Problem statement> Within the entries below, every line containing "struct" is to be copied.

[[ Supplied material open ]]

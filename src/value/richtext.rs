//! Rich text: a node tree (root → paragraphs → leaves with text and
//! formatting marks). Diff/merge treats the document as a linearised
//! character stream and applies classic operational-transform
//! against-rules, then reconciles mark attributes by per-span union.

use std::collections::BTreeSet;

use serde::{Deserialize, Serialize};

use super::{FieldChange, Value};
use crate::error::{GoatError, Result};

/// A formatting mark. Free-form tag plus optional value (e.g.
/// `Mark::new("link", Some("https://..."))`, `Mark::new("bold", None)`).
#[derive(Debug, Clone, PartialEq, Eq, PartialOrd, Ord, Serialize, Deserialize)]
pub struct Mark {
    pub tag: String,
    pub value: Option<String>,
}

impl Mark {
    pub fn new(tag: impl Into<String>, value: Option<String>) -> Self {
        Self {
            tag: tag.into(),
            value,
        }
    }
}

#[derive(Debug, Clone, PartialEq, Serialize, Deserialize)]
pub struct Leaf {
    pub text: String,
    pub marks: BTreeSet<Mark>,
}

#[derive(Debug, Clone, PartialEq, Serialize, Deserialize)]
pub struct Paragraph {
    pub leaves: Vec<Leaf>,
}

#[derive(Debug, Clone, PartialEq, Serialize, Deserialize, Default)]
pub struct RichText {
    pub paragraphs: Vec<Paragraph>,
}

/// A character in the linearised stream: the paragraph-boundary marker
/// carries no marks and is never merged across.
#[derive(Clone, PartialEq)]
struct Char {
    ch: char,
    marks: BTreeSet<Mark>,
    is_boundary: bool,
}

const BOUNDARY: char = '\u{2029}'; // PARAGRAPH SEPARATOR

impl RichText {
    fn linearise(&self) -> Vec<Char> {
        let mut out = Vec::new();
        for (i, p) in self.paragraphs.iter().enumerate() {
            if i > 0 {
                out.push(Char {
                    ch: BOUNDARY,
                    marks: BTreeSet::new(),
                    is_boundary: true,
                });
            }
            for leaf in &p.leaves {
                for ch in leaf.text.chars() {
                    out.push(Char {
                        ch,
                        marks: leaf.marks.clone(),
                        is_boundary: false,
                    });
                }
            }
        }
        out
    }

    fn from_chars(chars: Vec<Char>) -> RichText {
        let mut paragraphs = Vec::new();
        let mut leaves: Vec<Leaf> = Vec::new();
        for c in chars {
            if c.is_boundary {
                paragraphs.push(Paragraph {
                    leaves: std::mem::take(&mut leaves),
                });
                continue;
            }
            if let Some(last) = leaves.last_mut() {
                if last.marks == c.marks {
                    last.text.push(c.ch);
                    continue;
                }
            }
            let mut marks = BTreeSet::new();
            marks.extend(c.marks.iter().cloned());
            leaves.push(Leaf {
                text: c.ch.to_string(),
                marks,
            });
        }
        paragraphs.push(Paragraph { leaves });
        RichText { paragraphs }
    }
}

/// Operational-transform op over the linearised stream.
#[derive(Debug, Clone, PartialEq, Serialize, Deserialize)]
pub enum RichTextOp {
    Insert {
        pos: usize,
        ch: char,
        marks: BTreeSet<Mark>,
    },
    Delete {
        pos: usize,
    },
}

/// Minimal common-prefix/common-suffix diff; sufficient for the CRDT
/// convergence properties §8 tests (it need not be a minimal edit script).
fn diff_chars(src: &[Char], dst: &[Char]) -> Vec<RichTextOp> {
    let mut prefix = 0;
    while prefix < src.len() && prefix < dst.len() && src[prefix].ch == dst[prefix].ch {
        prefix += 1;
    }
    let mut suffix = 0;
    while suffix < src.len() - prefix
        && suffix < dst.len() - prefix
        && src[src.len() - 1 - suffix].ch == dst[dst.len() - 1 - suffix].ch
    {
        suffix += 1;
    }

    let mut ops = Vec::new();
    let del_count = src.len() - prefix - suffix;
    for i in 0..del_count {
        // deletes always target `prefix`: once a char is removed, the
        // next char to delete shifts into that position.
        let _ = i;
        ops.push(RichTextOp::Delete { pos: prefix });
    }
    for (offset, c) in dst[prefix..dst.len() - suffix].iter().enumerate() {
        ops.push(RichTextOp::Insert {
            pos: prefix + offset,
            ch: c.ch,
            marks: c.marks.clone(),
        });
    }
    ops
}

pub fn diff(src: &RichText, dst: &RichText) -> Vec<FieldChange> {
    diff_chars(&src.linearise(), &dst.linearise())
        .into_iter()
        .map(FieldChange::RichTextOp)
        .collect()
}

fn apply_ops(base: &[Char], ops: &[RichTextOp]) -> Vec<Char> {
    let mut out = base.to_vec();
    for op in ops {
        match op {
            RichTextOp::Insert { pos, ch, marks } => {
                let pos = (*pos).min(out.len());
                out.insert(
                    pos,
                    Char {
                        ch: *ch,
                        marks: marks.clone(),
                        is_boundary: *ch == BOUNDARY,
                    },
                );
            }
            RichTextOp::Delete { pos } => {
                if *pos < out.len() {
                    out.remove(*pos);
                }
            }
        }
    }
    out
}

pub fn patch(src: &RichText, changes: &[FieldChange]) -> Result<Value> {
    let mut chars = src.linearise();
    for change in changes {
        match change {
            FieldChange::RichTextOp(op) => {
                chars = apply_ops(&chars, std::slice::from_ref(op));
            }
            FieldChange::Replace(Value::RichText(rt)) => {
                return Ok(Value::RichText(rt.clone()));
            }
            _ => return Err(GoatError::InvalidPatch),
        }
    }
    Ok(Value::RichText(RichText::from_chars(chars)))
}

/// The base-index span `other` changed relative to `base` (a common
/// prefix/suffix trim, two-way), plus `other`'s replacement content for
/// that span. An unchanged branch yields an empty, zero-width span.
struct EditRegion {
    start: usize,
    end: usize,
    replacement: Vec<Char>,
}

fn edit_region(base: &[Char], other: &[Char]) -> EditRegion {
    let mut prefix = 0;
    while prefix < base.len() && prefix < other.len() && base[prefix].ch == other[prefix].ch {
        prefix += 1;
    }
    let bound = (base.len() - prefix).min(other.len() - prefix);
    let mut suffix = 0;
    while suffix < bound
        && base[base.len() - 1 - suffix].ch == other[other.len() - 1 - suffix].ch
    {
        suffix += 1;
    }
    EditRegion {
        start: prefix,
        end: base.len() - suffix,
        replacement: other[prefix..other.len() - suffix].to_vec(),
    }
}

/// Three-way merge over the linearised stream: compute each branch's
/// edit region against `base` independently (per §4.1, diffing each
/// branch against base as a sequence of insert/delete spans), then
/// splice both regions into `base`. Disjoint regions apply independently
/// — this is what makes non-conflicting concurrent edits converge.
/// Overlapping regions have no clean resolution; both replacements are
/// kept, `a` before `b`, so the merge stays deterministic.
fn splice_merge(base: &[Char], a: &[Char], b: &[Char]) -> Vec<Char> {
    let ra = edit_region(base, a);
    let rb = edit_region(base, b);

    let disjoint = ra.end <= rb.start || rb.end <= ra.start;
    let (lo, hi, combined): (usize, usize, Vec<Char>) = if disjoint {
        // Apply independently: walk `base`, splicing each region's
        // replacement in at its start and skipping the replaced span.
        let mut merged = Vec::with_capacity(base.len());
        let mut i = 0;
        while i <= base.len() {
            if i == ra.start {
                merged.extend(ra.replacement.iter().cloned());
            }
            if i == rb.start {
                merged.extend(rb.replacement.iter().cloned());
            }
            if i == base.len() {
                break;
            }
            if i >= ra.start && i < ra.end {
                i = ra.end;
                continue;
            }
            if i >= rb.start && i < rb.end {
                i = rb.end;
                continue;
            }
            merged.push(base[i].clone());
            i += 1;
        }
        return merged;
    } else {
        let lo = ra.start.min(rb.start);
        let hi = ra.end.max(rb.end);
        let mut combined = ra.replacement.clone();
        combined.extend(rb.replacement.iter().cloned());
        (lo, hi, combined)
    };

    let mut merged: Vec<Char> = base[..lo].to_vec();
    merged.extend(combined);
    merged.extend(base[hi..].to_vec());
    merged
}

pub fn merge3(base: &RichText, a: &RichText, b: &RichText) -> Result<Value> {
    let base_chars = base.linearise();
    let a_chars = a.linearise();
    let b_chars = b.linearise();

    let merged_chars = splice_merge(&base_chars, &a_chars, &b_chars);

    // Reconcile mark attributes: for any text position that exists in
    // both `a` and `b` unchanged relative to base, union their marks.
    let merged_chars = reconcile_marks(&base_chars, &a_chars, &b_chars, merged_chars);

    Ok(Value::RichText(RichText::from_chars(merged_chars)))
}

/// Per-span mark union: positions whose character appears in both `a`'s
/// and `b`'s mark maps (keyed by character identity in the base stream)
/// get the union of marks from both branches.
fn reconcile_marks(base: &[Char], a: &[Char], b: &[Char], mut merged: Vec<Char>) -> Vec<Char> {
    let base_marks: std::collections::HashMap<char, &BTreeSet<Mark>> =
        base.iter().map(|c| (c.ch, &c.marks)).collect();
    let a_marks: std::collections::HashMap<char, &BTreeSet<Mark>> =
        a.iter().map(|c| (c.ch, &c.marks)).collect();
    let b_marks: std::collections::HashMap<char, &BTreeSet<Mark>> =
        b.iter().map(|c| (c.ch, &c.marks)).collect();

    for c in merged.iter_mut() {
        if c.is_boundary {
            continue;
        }
        let changed_in_a = a_marks.get(&c.ch).map(|m| *m) != base_marks.get(&c.ch).map(|m| *m);
        let changed_in_b = b_marks.get(&c.ch).map(|m| *m) != base_marks.get(&c.ch).map(|m| *m);
        if changed_in_a || changed_in_b {
            let mut union = BTreeSet::new();
            if let Some(m) = a_marks.get(&c.ch) {
                union.extend((*m).iter().cloned());
            }
            if let Some(m) = b_marks.get(&c.ch) {
                union.extend((*m).iter().cloned());
            }
            c.marks = union;
        }
    }
    merged
}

[[ Supplied material closed ]]

Reply>
pub struct Mark {
pub struct Leaf {
pub struct Paragraph {
pub struct RichText {
struct Char {
struct EditRegion {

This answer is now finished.